Repeat back the entries that follow, keeping every word as it is.

* [Study material]
========
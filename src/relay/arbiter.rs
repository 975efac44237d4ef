use std::sync::{Arc, Mutex, MutexGuard};
use std::time::{Duration, Instant};
use tracing::{debug, info, warn};
use crate::basic::ntrip::{CorrectionSink, PositionProvider};
use crate::basic::pos::base_offset;
use crate::basic::var::{GeoPos, MSG_STATION_ARP};
use crate::error::Result;
use crate::relay::relay_var::{
    ArbitrationState, BaseStatus, ForwardMode, RelayStatus, SourceHealth, Verdict,
};
use crate::relay::serial::Uplink;
use crate::rtcm::{msg1005, RtcmFramer};

#[derive(Debug, Clone)]
pub struct ArbiterOpt {
    pub mode: ForwardMode,
    /// Local stream silence after which network RTK is forwarded again.
    pub timeout: Duration,
    /// Report the local station's 1005 position in the GGA keep-alive (backup mode).
    pub use_station_pos: bool,
    pub static_pos: GeoPos,
}

impl Default for ArbiterOpt {
    fn default() -> Self {
        ArbiterOpt {
            mode: ForwardMode::Normal,
            timeout: Duration::from_secs(10),
            use_station_pos: true,
            static_pos: GeoPos::default(),
        }
    }
}

// Everything both stream workers touch, updated as one unit.
#[derive(Debug, Default)]
struct ArbiterState {
    net_framer: RtcmFramer,
    local_framer: RtcmFramer,
    net: SourceHealth,
    local: SourceHealth,
    arb: ArbitrationState,
}

/// Chooses between network and local-base corrections.
///
/// Network chunks arrive on the NTRIP worker and local chunks on the serial receive
/// worker; both go through one lock so a forwarding decision always sees a consistent
/// snapshot of the two streams.
pub struct Arbitrator {
    opt: ArbiterOpt,
    uplink: Arc<dyn Uplink>,
    state: Mutex<ArbiterState>,
}

impl Arbitrator {
    pub fn new(opt: ArbiterOpt, uplink: Arc<dyn Uplink>) -> Self {
        let state = ArbiterState {
            arb: ArbitrationState {
                forward_enabled: true,
                announced: None,
            },
            ..ArbiterState::default()
        };
        Arbitrator {
            opt,
            uplink,
            state: Mutex::new(state),
        }
    }

    fn lock(&self) -> MutexGuard<'_, ArbiterState> {
        self.state.lock().unwrap_or_else(|e| e.into_inner())
    }

    pub fn on_network(&self, data: &[u8]) -> Verdict {
        self.on_network_at(data, Instant::now())
    }

    /// Evaluates a network chunk received at `now` and relays it unchanged if allowed.
    pub fn on_network_at(&self, data: &[u8], now: Instant) -> Verdict {
        let (verdict, msgs) = {
            let mut st = self.lock();
            st.net.touch(data.len(), now);
            let frames = st.net_framer.feed(data);
            for f in frames.iter().filter(|f| f.msg_no == MSG_STATION_ARP) {
                match msg1005::parse(&f.payload) {
                    Ok(fix) => {
                        if st.net.record_fix(fix, now) {
                            info!("network reference station {}: {}", fix.station_id, fix.pos);
                        }
                    }
                    Err(e) => debug!("network 1005 ignored: {}", e),
                }
            }

            let local_online = st.local.online(now, self.opt.timeout);
            let forward = !(self.opt.mode == ForwardMode::Backup && local_online);
            st.arb.forward_enabled = forward;
            let changed = st.arb.announced != Some(forward);
            if changed {
                st.arb.announced = Some(forward);
                match (self.opt.mode, forward) {
                    (ForwardMode::Backup, true) => info!("backup mode: forwarding network RTK"),
                    (ForwardMode::Backup, false) => {
                        info!("backup mode: base station online, network RTK suppressed")
                    }
                    (ForwardMode::Normal, _) => info!("normal mode: forwarding network RTK"),
                }
            }
            let msgs: Vec<u16> = frames.iter().map(|f| f.msg_no).collect();
            (Verdict { forward, changed }, msgs)
        };

        for m in &msgs {
            debug!("{} RX", m);
        }
        if verdict.forward {
            match self.uplink.send(data) {
                // transparent relay: same message sequence goes out
                Ok(()) => {
                    for m in &msgs {
                        debug!("{} TX", m);
                    }
                }
                Err(e) => warn!("serial send failed, chunk dropped: {}", e),
            }
        }
        verdict
    }

    pub fn on_local(&self, data: &[u8]) {
        self.on_local_at(data, Instant::now())
    }

    /// Records bytes from the local base station received at `now`.
    pub fn on_local_at(&self, data: &[u8], now: Instant) {
        let mut st = self.lock();
        st.local.touch(data.len(), now);
        let frames = st.local_framer.feed(data);
        for f in frames.iter().filter(|f| f.msg_no == MSG_STATION_ARP) {
            match msg1005::parse(&f.payload) {
                Ok(fix) => {
                    if st.local.record_fix(fix, now) {
                        info!("local base station {}: {}", fix.station_id, fix.pos);
                    }
                }
                Err(e) => debug!("local 1005 ignored: {}", e),
            }
        }
    }

    pub fn snapshot(&self) -> RelayStatus {
        self.snapshot_at(Instant::now())
    }

    pub fn snapshot_at(&self, now: Instant) -> RelayStatus {
        let st = self.lock();
        let base = match (st.local.online(now, self.opt.timeout), st.local.saw_fix) {
            (false, _) => BaseStatus::NoData,
            (true, false) => BaseStatus::DataNoFix,
            (true, true) => BaseStatus::Online,
        };
        let local_fix = st.local.fix.map(|f| f.pos);
        let net_fix = st.net.fix.map(|f| f.pos);
        let offset = match (local_fix, net_fix) {
            (Some(a), Some(b)) => Some(base_offset(&a, &b)),
            _ => None,
        };
        RelayStatus {
            mode: self.opt.mode,
            forward_enabled: st.arb.forward_enabled,
            base,
            local_fix,
            net_fix,
            offset,
            net_bytes: st.net.bytes,
            local_bytes: st.local.bytes,
            net_msgs: st.net_framer.stats(),
            serial_sent: 0,
            serial_received: 0,
        }
    }
}

impl PositionProvider for Arbitrator {
    fn position(&self) -> Result<GeoPos> {
        if self.opt.mode == ForwardMode::Backup && self.opt.use_station_pos {
            if let Some(fix) = self.lock().local.fix {
                return Ok(fix.pos);
            }
        }
        Ok(self.opt.static_pos)
    }
}

impl CorrectionSink for Arbitrator {
    fn on_correction(&self, data: &[u8]) {
        self.on_network(data);
    }
}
========
* [Answer to the exercise]
filename src/relay/arbiter.rs
repository 975efac44237d4ef
use std::sync::{Arc, Mutex, MutexGuard};
use std::time::{Duration, Instant};
use tracing::{debug, info, warn};
use crate::basic::ntrip::{CorrectionSink, PositionProvider};
use crate::basic::pos::base_offset;
use crate::basic::var::{GeoPos, MSG_STATION_ARP};
use crate::error::Result;
use crate::relay::relay_var::{
    ArbitrationState, BaseStatus, ForwardMode, RelayStatus, SourceHealth, Verdict,
};
use crate::relay::serial::Uplink;
use crate::rtcm::{msg1005, RtcmFramer};

#[derive(Debug, Clone)]
pub struct ArbiterOpt {
    pub mode: ForwardMode,
    /// Local stream silence after which network RTK is forwarded again.
    pub timeout: Duration,
    /// Report the local station's 1005 position in the GGA keep-alive (backup mode).
    pub use_station_pos: bool,
    pub static_pos: GeoPos,
}

impl Default for ArbiterOpt {
    fn default() -> Self {
        ArbiterOpt {
            mode: ForwardMode::Normal,
            timeout: Duration::from_secs(10),
            use_station_pos: true,
            static_pos: GeoPos::default(),
        }
    }
}

// Everything both stream workers touch, updated as one unit.
#[derive(Debug, Default)]
struct ArbiterState {
    net_framer: RtcmFramer,
    local_framer: RtcmFramer,
    net: SourceHealth,
    local: SourceHealth,
    arb: ArbitrationState,
}

/// Chooses between network and local-base corrections.
///
/// Network chunks arrive on the NTRIP worker and local chunks on the serial receive
/// worker; both go through one lock so a forwarding decision always sees a consistent
/// snapshot of the two streams.
pub struct Arbitrator {
    opt: ArbiterOpt,
    uplink: Arc<dyn Uplink>,
    state: Mutex<ArbiterState>,
}

impl Arbitrator {
    pub fn new(opt: ArbiterOpt, uplink: Arc<dyn Uplink>) -> Self {
        let state = ArbiterState {
            arb: ArbitrationState {
                forward_enabled: true,
                announced: None,
            },
            ..ArbiterState::default()
        };
        Arbitrator {
            opt,
            uplink,
            state: Mutex::new(state),
        }
    }

    fn lock(&self) -> MutexGuard<'_, ArbiterState> {
        self.state.lock().unwrap_or_else(|e| e.into_inner())
    }

    pub fn on_network(&self, data: &[u8]) -> Verdict {
        self.on_network_at(data, Instant::now())
    }

    /// Evaluates a network chunk received at `now` and relays it unchanged if allowed.
    pub fn on_network_at(&self, data: &[u8], now: Instant) -> Verdict {
        let (verdict, msgs) = {
            let mut st = self.lock();
            st.net.touch(data.len(), now);
            let frames = st.net_framer.feed(data);
            for f in frames.iter().filter(|f| f.msg_no == MSG_STATION_ARP) {
                match msg1005::parse(&f.payload) {
                    Ok(fix) => {
                        if st.net.record_fix(fix, now) {
                            info!("network reference station {}: {}", fix.station_id, fix.pos);
                        }
                    }
                    Err(e) => debug!("network 1005 ignored: {}", e),
                }
            }

            let local_online = st.local.online(now, self.opt.timeout);
            let forward = !(self.opt.mode == ForwardMode::Backup && local_online);
            st.arb.forward_enabled = forward;
            let changed = st.arb.announced != Some(forward);
            if changed {
                st.arb.announced = Some(forward);
                match (self.opt.mode, forward) {
                    (ForwardMode::Backup, true) => info!("backup mode: forwarding network RTK"),
                    (ForwardMode::Backup, false) => {
                        info!("backup mode: base station online, network RTK suppressed")
                    }
                    (ForwardMode::Normal, _) => info!("normal mode: forwarding network RTK"),
                }
            }
            let msgs: Vec<u16> = frames.iter().map(|f| f.msg_no).collect();
            (Verdict { forward, changed }, msgs)
        };

        for m in &msgs {
            debug!("{} RX", m);
        }
        if verdict.forward {
            match self.uplink.send(data) {
                // transparent relay: same message sequence goes out
                Ok(()) => {
                    for m in &msgs {
                        debug!("{} TX", m);
                    }
                }
                Err(e) => warn!("serial send failed, chunk dropped: {}", e),
            }
        }
        verdict
    }

    pub fn on_local(&self, data: &[u8]) {
        self.on_local_at(data, Instant::now())
    }

    /// Records bytes from the local base station received at `now`.
    pub fn on_local_at(&self, data: &[u8], now: Instant) {
        let mut st = self.lock();
        st.local.touch(data.len(), now);
        let frames = st.local_framer.feed(data);
        for f in frames.iter().filter(|f| f.msg_no == MSG_STATION_ARP) {
            match msg1005::parse(&f.payload) {
                Ok(fix) => {
                    if st.local.record_fix(fix, now) {
                        info!("local base station {}: {}", fix.station_id, fix.pos);
                    }
                }
                Err(e) => debug!("local 1005 ignored: {}", e),
            }
        }
    }

    pub fn snapshot(&self) -> RelayStatus {
        self.snapshot_at(Instant::now())
    }

    pub fn snapshot_at(&self, now: Instant) -> RelayStatus {
        let st = self.lock();
        let base = match (st.local.online(now, self.opt.timeout), st.local.saw_fix) {
            (false, _) => BaseStatus::NoData,
            (true, false) => BaseStatus::DataNoFix,
            (true, true) => BaseStatus::Online,
        };
        let local_fix = st.local.fix.map(|f| f.pos);
        let net_fix = st.net.fix.map(|f| f.pos);
        let offset = match (local_fix, net_fix) {
            (Some(a), Some(b)) => Some(base_offset(&a, &b)),
            _ => None,
        };
        RelayStatus {
            mode: self.opt.mode,
            forward_enabled: st.arb.forward_enabled,
            base,
            local_fix,
            net_fix,
            offset,
            net_bytes: st.net.bytes,
            local_bytes: st.local.bytes,
            net_msgs: st.net_framer.stats(),
            serial_sent: 0,
            serial_received: 0,
        }
    }
}

impl PositionProvider for Arbitrator {
    fn position(&self) -> Result<GeoPos> {
        if self.opt.mode == ForwardMode::Backup && self.opt.use_station_pos {
            if let Some(fix) = self.lock().local.fix {
                return Ok(fix.pos);
            }
        }
        Ok(self.opt.static_pos)
    }
}

impl CorrectionSink for Arbitrator {
    fn on_correction(&self, data: &[u8]) {
        self.on_network(data);
    }
}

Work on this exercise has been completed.